There are three main reasons for that:
First, in theory, db schemas should be exchangeable thanks to DDLs, in practice is is still a painful undertaking
Second, relations are local - you can not simply reference an entity stored within another database in your database. you basically enclose your data in the db.
Third, there is no consistent way to get the meaning of a relation - a query can join tables by any columns which match by data type, without any check on semantics
We believe that we should overcome this limitations by defining a common data schema, meaning a common syntax and vocabulary to describe software artifacts and the relationships between them. This would, for example, give us the possibility to try out different search-engines on different data-repositories.
We should further come up with ways to expose unique identifiers for software artifacts on the web. This enables two things: first, we can reference information across these silo boundaries and second, we could then potentially run distributed queries, without all the preprocessing and mirroring effort, I have mentioned before.
We believe that the Semantic Web provides the tools for this. Forget about all the A.I. magic that you might associate with the Semantic Web. It is just a very convenient, but yet simple, framework for describing and working with data.
It provides a graph-based data model, described by simple subject-predicate-object models and URIs to reference resources. Vocabulary is described by ontologies. You can search in such information graphs with SPARQL, the query language of the Semantic Web.

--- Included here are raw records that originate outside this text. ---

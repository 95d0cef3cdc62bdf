//! Postgres-backed wish store.
//!
//! Each mutation is a single statement, so the durability unit is one
//! logical operation. Column names for field updates come from a closed
//! match over [`WishUpdate`]; user input is only ever bound as a
//! parameter, never interpolated into SQL.

use anyhow::{Context, Result};
use sqlx::postgres::PgPool;
use tracing::info;

use super::sort_categories;
use crate::wish::{Wish, WishDraft, WishUpdate};

const WISH_COLUMNS: &str =
    "id, owner_id, title, link, category, description, priority, photo_file_id, photo";

#[derive(sqlx::FromRow)]
struct WishRow {
    id: i64,
    #[allow(dead_code)]
    owner_id: i64,
    title: String,
    link: String,
    category: String,
    description: String,
    priority: i32,
    photo_file_id: Option<String>,
    photo: Option<Vec<u8>>,
}

impl From<WishRow> for Wish {
    fn from(row: WishRow) -> Self {
        Wish {
            id: row.id,
            title: row.title,
            link: row.link,
            category: row.category,
            description: row.description,
            priority: row.priority.clamp(1, 5) as u8,
            photo_file_id: row.photo_file_id,
            photo: row.photo,
        }
    }
}

pub struct PgStore {
    pool: PgPool,
}

impl PgStore {
    pub async fn connect(database_url: &str) -> Result<Self> {
        let pool = PgPool::connect(database_url)
            .await
            .context("Failed to connect to Postgres")?;
        let store = Self { pool };
        store.init_schema().await?;
        Ok(store)
    }

    async fn init_schema(&self) -> Result<()> {
        sqlx::query(
            "CREATE TABLE IF NOT EXISTS wishes (
                id BIGSERIAL PRIMARY KEY,
                owner_id BIGINT NOT NULL,
                title TEXT NOT NULL,
                link TEXT NOT NULL DEFAULT '',
                category TEXT NOT NULL DEFAULT '',
                description TEXT NOT NULL DEFAULT '',
                priority INTEGER NOT NULL,
                photo_file_id TEXT,
                photo BYTEA
            )",
        )
        .execute(&self.pool)
        .await
        .context("Failed to create wishes table")?;

        sqlx::query("CREATE INDEX IF NOT EXISTS wishes_owner_idx ON wishes (owner_id)")
            .execute(&self.pool)
            .await
            .context("Failed to create owner index")?;

        sqlx::query(
            "CREATE TABLE IF NOT EXISTS sessions (
                user_id BIGINT PRIMARY KEY,
                is_active BOOLEAN NOT NULL,
                updated_at TIMESTAMPTZ NOT NULL DEFAULT now()
            )",
        )
        .execute(&self.pool)
        .await
        .context("Failed to create sessions table")?;

        info!("Database schema initialized");
        Ok(())
    }

    pub async fn create_wish(&self, owner_id: i64, draft: WishDraft) -> Result<Wish> {
        let row = sqlx::query_as::<_, WishRow>(&format!(
            "INSERT INTO wishes
                 (owner_id, title, link, category, description, priority, photo_file_id, photo)
             VALUES ($1, $2, $3, $4, $5, $6, $7, $8)
             RETURNING {WISH_COLUMNS}"
        ))
        .bind(owner_id)
        .bind(&draft.title)
        .bind(&draft.link)
        .bind(&draft.category)
        .bind(&draft.description)
        .bind(draft.priority as i32)
        .bind(&draft.photo_file_id)
        .bind(&draft.photo)
        .fetch_one(&self.pool)
        .await
        .context("Failed to insert wish")?;

        info!(user_id = owner_id, wish_id = row.id, "Wish created");
        Ok(row.into())
    }

    pub async fn get_wish(&self, owner_id: i64, wish_id: i64) -> Result<Option<Wish>> {
        let row = sqlx::query_as::<_, WishRow>(&format!(
            "SELECT {WISH_COLUMNS} FROM wishes WHERE owner_id = $1 AND id = $2"
        ))
        .bind(owner_id)
        .bind(wish_id)
        .fetch_optional(&self.pool)
        .await
        .context("Failed to read wish")?;
        Ok(row.map(Wish::from))
    }

    pub async fn list_wishes(&self, owner_id: i64) -> Result<Vec<Wish>> {
        let rows = sqlx::query_as::<_, WishRow>(&format!(
            "SELECT {WISH_COLUMNS} FROM wishes WHERE owner_id = $1 ORDER BY id"
        ))
        .bind(owner_id)
        .fetch_all(&self.pool)
        .await
        .context("Failed to list wishes")?;
        Ok(rows.into_iter().map(Wish::from).collect())
    }

    pub async fn update_wish(
        &self,
        owner_id: i64,
        wish_id: i64,
        update: &WishUpdate,
    ) -> Result<Option<Wish>> {
        // The column name is selected by this match and nothing else.
        let row = match update {
            WishUpdate::Title(value) => self.update_text(owner_id, wish_id, "title", value).await?,
            WishUpdate::Link(value) => self.update_text(owner_id, wish_id, "link", value).await?,
            WishUpdate::Category(value) => {
                self.update_text(owner_id, wish_id, "category", value).await?
            }
            WishUpdate::Description(value) => {
                self.update_text(owner_id, wish_id, "description", value).await?
            }
            WishUpdate::Priority(value) => {
                sqlx::query_as::<_, WishRow>(&format!(
                    "UPDATE wishes SET priority = $1
                     WHERE owner_id = $2 AND id = $3
                     RETURNING {WISH_COLUMNS}"
                ))
                .bind(*value as i32)
                .bind(owner_id)
                .bind(wish_id)
                .fetch_optional(&self.pool)
                .await
                .context("Failed to update priority")?
            }
            WishUpdate::Photo(photo) => {
                let (file_id, bytes) = match photo {
                    Some(photo) => (Some(photo.file_id.clone()), photo.bytes.clone()),
                    None => (None, None),
                };
                sqlx::query_as::<_, WishRow>(&format!(
                    "UPDATE wishes SET photo_file_id = $1, photo = $2
                     WHERE owner_id = $3 AND id = $4
                     RETURNING {WISH_COLUMNS}"
                ))
                .bind(file_id)
                .bind(bytes)
                .bind(owner_id)
                .bind(wish_id)
                .fetch_optional(&self.pool)
                .await
                .context("Failed to update photo")?
            }
        };

        if row.is_some() {
            info!(
                user_id = owner_id,
                wish_id,
                field = update.field_name(),
                "Wish field updated"
            );
        }
        Ok(row.map(Wish::from))
    }

    async fn update_text(
        &self,
        owner_id: i64,
        wish_id: i64,
        column: &'static str,
        value: &str,
    ) -> Result<Option<WishRow>> {
        sqlx::query_as::<_, WishRow>(&format!(
            "UPDATE wishes SET {column} = $1
             WHERE owner_id = $2 AND id = $3
             RETURNING {WISH_COLUMNS}"
        ))
        .bind(value)
        .bind(owner_id)
        .bind(wish_id)
        .fetch_optional(&self.pool)
        .await
        .with_context(|| format!("Failed to update {column}"))
    }

    pub async fn delete_wish(&self, owner_id: i64, wish_id: i64) -> Result<bool> {
        let result = sqlx::query("DELETE FROM wishes WHERE owner_id = $1 AND id = $2")
            .bind(owner_id)
            .bind(wish_id)
            .execute(&self.pool)
            .await
            .context("Failed to delete wish")?;

        let removed = result.rows_affected() > 0;
        if removed {
            info!(user_id = owner_id, wish_id, "Wish deleted");
        }
        Ok(removed)
    }

    pub async fn collect_categories(&self) -> Result<Vec<String>> {
        let mut categories: Vec<String> =
            sqlx::query_scalar("SELECT DISTINCT category FROM wishes WHERE category <> ''")
                .fetch_all(&self.pool)
                .await
                .context("Failed to collect categories")?;
        sort_categories(&mut categories);
        Ok(categories)
    }

    pub async fn set_session(&self, user_id: i64, is_active: bool) -> Result<()> {
        sqlx::query(
            "INSERT INTO sessions (user_id, is_active, updated_at)
             VALUES ($1, $2, now())
             ON CONFLICT (user_id)
             DO UPDATE SET is_active = EXCLUDED.is_active, updated_at = now()",
        )
        .bind(user_id)
        .bind(is_active)
        .execute(&self.pool)
        .await
        .context("Failed to persist session flag")?;
        Ok(())
    }

    pub async fn is_session_active(&self, user_id: i64) -> Result<bool> {
        let active: Option<bool> =
            sqlx::query_scalar("SELECT is_active FROM sessions WHERE user_id = $1")
                .bind(user_id)
                .fetch_optional(&self.pool)
                .await
                .context("Failed to read session flag")?;
        Ok(active.unwrap_or(false))
    }
}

Given two repositories, one that stores bug reports and one that stores a full-fledged source code model, we can then, in a third place make statements about a particular bug and a particular Java class. This is a s-p-o triple.
Dereferencing the URIs leads to the resources, or, in the case of the ‘affects’-property to the ontology definition.
We need unique and stable identifiers for s-e artifacts. It’s easy to come up with such URIs for some artifacts, but not so straight-forward for others.
We need agree on a common vocabulary (data schema) for software engineering concepts. A source code visualization tool should not need to care whether it works with data retrieved from Evolizer, Google Code Search, Koders, or Sourcerer. These tasks are clearly a community effort
No need to start from scratch - take existing ontologies and consolidate.